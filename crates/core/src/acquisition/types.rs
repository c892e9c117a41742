//! Types for stock acquisition.

use std::collections::BTreeSet;

use chrono::{DateTime, Utc};
use serde::{Deserialize, Serialize};
use thiserror::Error;

use crate::checkpoint::CheckpointError;
use crate::library::LibraryError;
use crate::topics::TopicError;

/// Errors that end an acquisition run or a curation call.
#[derive(Debug, Error)]
pub enum AcquisitionError {
    #[error("acquisition is already running")]
    AlreadyRunning,

    #[error("stock catalog rejected credentials: {0}")]
    Unauthorized(String),

    #[error("stock catalog not configured: {0}")]
    NotConfigured(String),

    #[error("library error: {0}")]
    Library(#[from] LibraryError),

    #[error("checkpoint error: {0}")]
    Checkpoint(#[from] CheckpointError),

    #[error("topic catalog error: {0}")]
    Topics(#[from] TopicError),
}

/// Persisted acquisition cursor and counters.
#[derive(Debug, Clone, PartialEq, Eq, Serialize, Deserialize)]
pub struct AcquisitionState {
    /// Set while a run is in progress. Informational only; a crash can
    /// leave it set.
    #[serde(default)]
    pub running: bool,
    /// Next catalog page to search.
    #[serde(default = "first_page")]
    pub current_page: u32,
    #[serde(default)]
    pub total_downloaded: u64,
    #[serde(default)]
    pub errors: u64,
    #[serde(default)]
    pub last_run: Option<DateTime<Utc>>,
}

fn first_page() -> u32 {
    1
}

impl Default for AcquisitionState {
    fn default() -> Self {
        Self {
            running: false,
            current_page: first_page(),
            total_downloaded: 0,
            errors: 0,
            last_run: None,
        }
    }
}

/// One successful download.
#[derive(Debug, Clone, PartialEq, Eq, Serialize, Deserialize)]
pub struct DownloadRecord {
    pub id: String,
    pub topic: String,
    pub category: String,
    pub title: String,
    pub downloaded_at: DateTime<Utc>,
}

/// Catalog IDs already handled.
///
/// `acquired` and `forgotten` are disjoint. Forgotten IDs belong to assets
/// the user deleted and are never acquired again.
#[derive(Debug, Clone, Default, PartialEq, Eq, Serialize, Deserialize)]
pub struct DedupRegistry {
    #[serde(default)]
    pub acquired: BTreeSet<String>,
    #[serde(default)]
    pub forgotten: BTreeSet<String>,
    #[serde(default)]
    pub downloads: Vec<DownloadRecord>,
}

impl DedupRegistry {
    /// True if the ID was acquired or forgotten.
    pub fn is_known(&self, id: &str) -> bool {
        self.acquired.contains(id) || self.forgotten.contains(id)
    }

    /// Record a download. Refused (returns false) for forgotten or
    /// already-acquired IDs.
    pub fn record_acquired(&mut self, record: DownloadRecord) -> bool {
        if self.is_known(&record.id) {
            return false;
        }
        self.acquired.insert(record.id.clone());
        self.downloads.push(record);
        true
    }

    /// Move an ID to the forgotten set and drop its download record.
    /// Returns false if it was already forgotten.
    pub fn forget(&mut self, id: &str) -> bool {
        self.acquired.remove(id);
        self.downloads.retain(|d| d.id != id);
        self.forgotten.insert(id.to_string())
    }

    /// Adopt IDs another writer forgot.
    pub fn absorb_forgotten(&mut self, other: &DedupRegistry) {
        for id in &other.forgotten {
            self.forget(id);
        }
    }
}

/// How a bulk run ended.
#[derive(Debug, Clone, Copy, Default, PartialEq, Eq, Serialize, Deserialize)]
#[serde(rename_all = "snake_case")]
pub enum BulkOutcome {
    /// Page budget used up or the catalog ran out of results.
    #[default]
    Completed,
    /// The catalog rate-limited a search. Resume later from `next_page`.
    RateLimited,
    /// A stop request was honoured.
    Stopped,
}

/// Summary returned by a bulk run.
#[derive(Debug, Clone, Default, PartialEq, Eq, Serialize, Deserialize)]
pub struct AcquisitionReport {
    pub outcome: BulkOutcome,
    pub downloaded: u64,
    pub skipped: u64,
    pub errors: u64,
    pub pages: u32,
    /// Cursor persisted at the end of the run.
    pub next_page: u32,
}

/// Live and persisted view of acquisition for polling.
#[derive(Debug, Clone, Default, Serialize, Deserialize)]
pub struct AcquisitionStatus {
    pub running: bool,
    pub stop_requested: bool,
    pub state: AcquisitionState,
    pub acquired: usize,
    pub forgotten: usize,
    /// Counters for the run in progress.
    pub current: Option<AcquisitionReport>,
    pub last_report: Option<AcquisitionReport>,
    pub last_error: Option<String>,
}

#[cfg(test)]
mod tests {
    use super::*;

    fn record(id: &str) -> DownloadRecord {
        DownloadRecord {
            id: id.to_string(),
            topic: "Burj Khalifa".to_string(),
            category: "attractions".to_string(),
            title: "Burj Khalifa at dusk".to_string(),
            downloaded_at: Utc::now(),
        }
    }

    #[test]
    fn test_state_defaults_to_first_page() {
        let state: AcquisitionState = serde_json::from_str("{}").unwrap();
        assert_eq!(state.current_page, 1);
        assert_eq!(AcquisitionState::default().current_page, 1);
    }

    #[test]
    fn test_record_and_forget() {
        let mut registry = DedupRegistry::default();
        assert!(registry.record_acquired(record("1")));
        assert!(!registry.record_acquired(record("1")));
        assert!(registry.is_known("1"));
        assert_eq!(registry.downloads.len(), 1);

        assert!(registry.forget("1"));
        assert!(!registry.acquired.contains("1"));
        assert!(registry.forgotten.contains("1"));
        assert!(registry.is_known("1"));
        assert!(registry.downloads.is_empty());
    }

    #[test]
    fn test_forgotten_never_reacquired() {
        let mut registry = DedupRegistry::default();
        registry.forget("7");
        assert!(!registry.record_acquired(record("7")));
        assert!(registry.acquired.is_empty());
    }

    #[test]
    fn test_absorb_forgotten_keeps_sets_disjoint() {
        let mut live = DedupRegistry::default();
        live.record_acquired(record("1"));
        live.record_acquired(record("2"));

        let mut stored = live.clone();
        stored.forget("2");

        live.absorb_forgotten(&stored);
        assert!(live.acquired.contains("1"));
        assert!(!live.acquired.contains("2"));
        assert!(live.forgotten.contains("2"));
        assert!(live.acquired.is_disjoint(&live.forgotten));
        let ids: Vec<_> = live.downloads.iter().map(|d| d.id.as_str()).collect();
        assert_eq!(ids, vec!["1"]);
    }

    #[test]
    fn test_outcome_serialization() {
        assert_eq!(
            serde_json::to_string(&BulkOutcome::RateLimited).unwrap(),
            r#""rate_limited""#
        );
    }
}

| Exercise aim |
Copy each line in the listing where "usize" appears.

| Task result |
    pub acquired: usize,
    pub forgotten: usize,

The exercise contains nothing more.